Escondido en un portal cercano, Seregil ponderaba las posibles conexiones. Los intratables Khatme y los cosmopolitas Víresse; los dos clanes estaban tan separados por su ideología como por la espuela montañosa que se erguía entre sus respectivas tierras. El único factor unificador que él conocía era la oposición de los dos al tratado con Eskalia.

La pregunta más importante era si Torsin sabía de aquella conexión.

Regresó a su casa. El colos estaba a oscuras y la música se había apagado. Al entrar por la puerta trasera, se encontró con Korandor y Nikides de guardia.

—¿Ha entrado o salido alguien más por aquí esta noche, cabo? —preguntó.

—Sólo Lord Torsin, mi señor —respondió Nikides—. Salió hace un rato y no hemos vuelto a verlo desde entonces.

—Creí que se había retirado a descansar.

—No podía dormir, según nos dijo. Ahora, que tengo para mí que el aire de la noche no es lo mejor para unos pulmones débiles, pero no tiene mucho sentido decirles nada a estos aristócratas… si me disculpáis, señor.

Seregil le guiñó un ojo al soldado con aire de complicidad y siguió su camino como si sólo hubiese estado considerando un problema personal.

Encontró a Alec en el dormitorio, paseando con impaciencia por toda la habitación. Todas las lámparas estaban encendidas. Las sombras seguían aferradas a las esquinas, resistiendo sus esfuerzos supersticiosos por disiparlas.

—Parece que no podían seguir sin nosotros —comentó Seregil mientras señalaba hacia el abandonado colos.

—Klia bajó hace cosa de una media hora —le dijo Alec al tiempo que se detenía en el centro de la habitación.

—¿Qué dijeron al ver que yo no regresaba?

—Kheeta contó una historia sobre que el vino te había sentado mal, pero me hizo un gesto subrepticiamente. ¿Qué pasó?

Alec se encogió de hombros.

—La suerte de los ladones, si quieres decirlo así. Resulta que estaba allí cuando Torsin decidió salir. Regresaba directamente hacia aquí desde la tupa de los Khatme cuando te vi. Klia se lo encontró en el pasillo mientras subía.

—¿Sabía ella dónde había estado?

—No estoy seguro. ¿Qué hay de tu hombre?

—¿No lo adivinas?

—¿Víresse?

—Muy inteligente. Es una lástima que no sepamos lo que se habló en ambos lugares.

—Entonces tampoco tú has descubierto nada. —Alec se dejó caer en una silla junto a la chimenea—. ¿Qué supones que estaba haciendo Torsin?

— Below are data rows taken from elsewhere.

//! Pneuma session kernel: a deterministic, event-sourced state machine for
//! guided breathing sessions.
//!
//! Every command and every internally raised event flows through
//! [`Kernel::dispatch`]. The kernel provides:
//! - An append-only, integrity-hashed event log
//! - A phase machine that skips zero-duration phases
//! - A belief model and its derived entropy scalar
//! - Autonomous safety interlocks evaluated on each running tick
//! - Synchronous state subscriptions with replay on subscribe

pub mod catalog;
pub mod cues;
pub mod error;
pub mod event;
pub mod heartbeat;
pub mod inference;
pub mod kernel;
pub mod log;
pub mod metrics;
pub mod mirror;
pub mod phase;
pub mod safety;
pub mod snapshot;
pub mod subscribers;

pub use catalog::PatternCatalog;
pub use cues::{AudioCue, Cue, HapticPulse};
pub use error::{Disposition, IgnoreReason, KernelError};
pub use event::{InterruptionKind, LoggedEvent, SessionEvent};
pub use heartbeat::Heartbeat;
pub use kernel::{Kernel, MAX_DISPATCH_DEPTH};
pub use log::{verify_entries, EventLog};
pub use metrics::SessionMetrics;
pub use mirror::{MirrorUpdate, SessionMirror};
pub use safety::{InterventionClass, SafetyAction, SafetyIntervention};
pub use snapshot::KernelSnapshot;
pub use subscribers::Delivery;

—Trabajando en beneficio de los intereses de la Reina, espero —replicó Seregil con aire dubitativo al tiempo que tomaba asiento en la silla que había frente a la de Alec.

—¿Se lo decimos a Klia?

Seregil cerró los ojos y se dio un masaje en las sienes.

—Esa es la pregunta, ¿verdad? Dudo que el espiar a los nuestros fuera lo que ella tenía pensado cuando nos invitó a acompañarla.

—Puede que no, pero también dijo que temía que él fuese demasiado favorable a Víresse. Esto lo demuestra.

—Esto no demuestra nada, excepto que se encontró con alguien relacionado con Ulan í Sathil en casa de Lhaár a Iriel.

—Entonces, ¿qué hacemos?

Seregil se encogió de hombros.

—Esperar un poco más y mantener los ojos abiertos.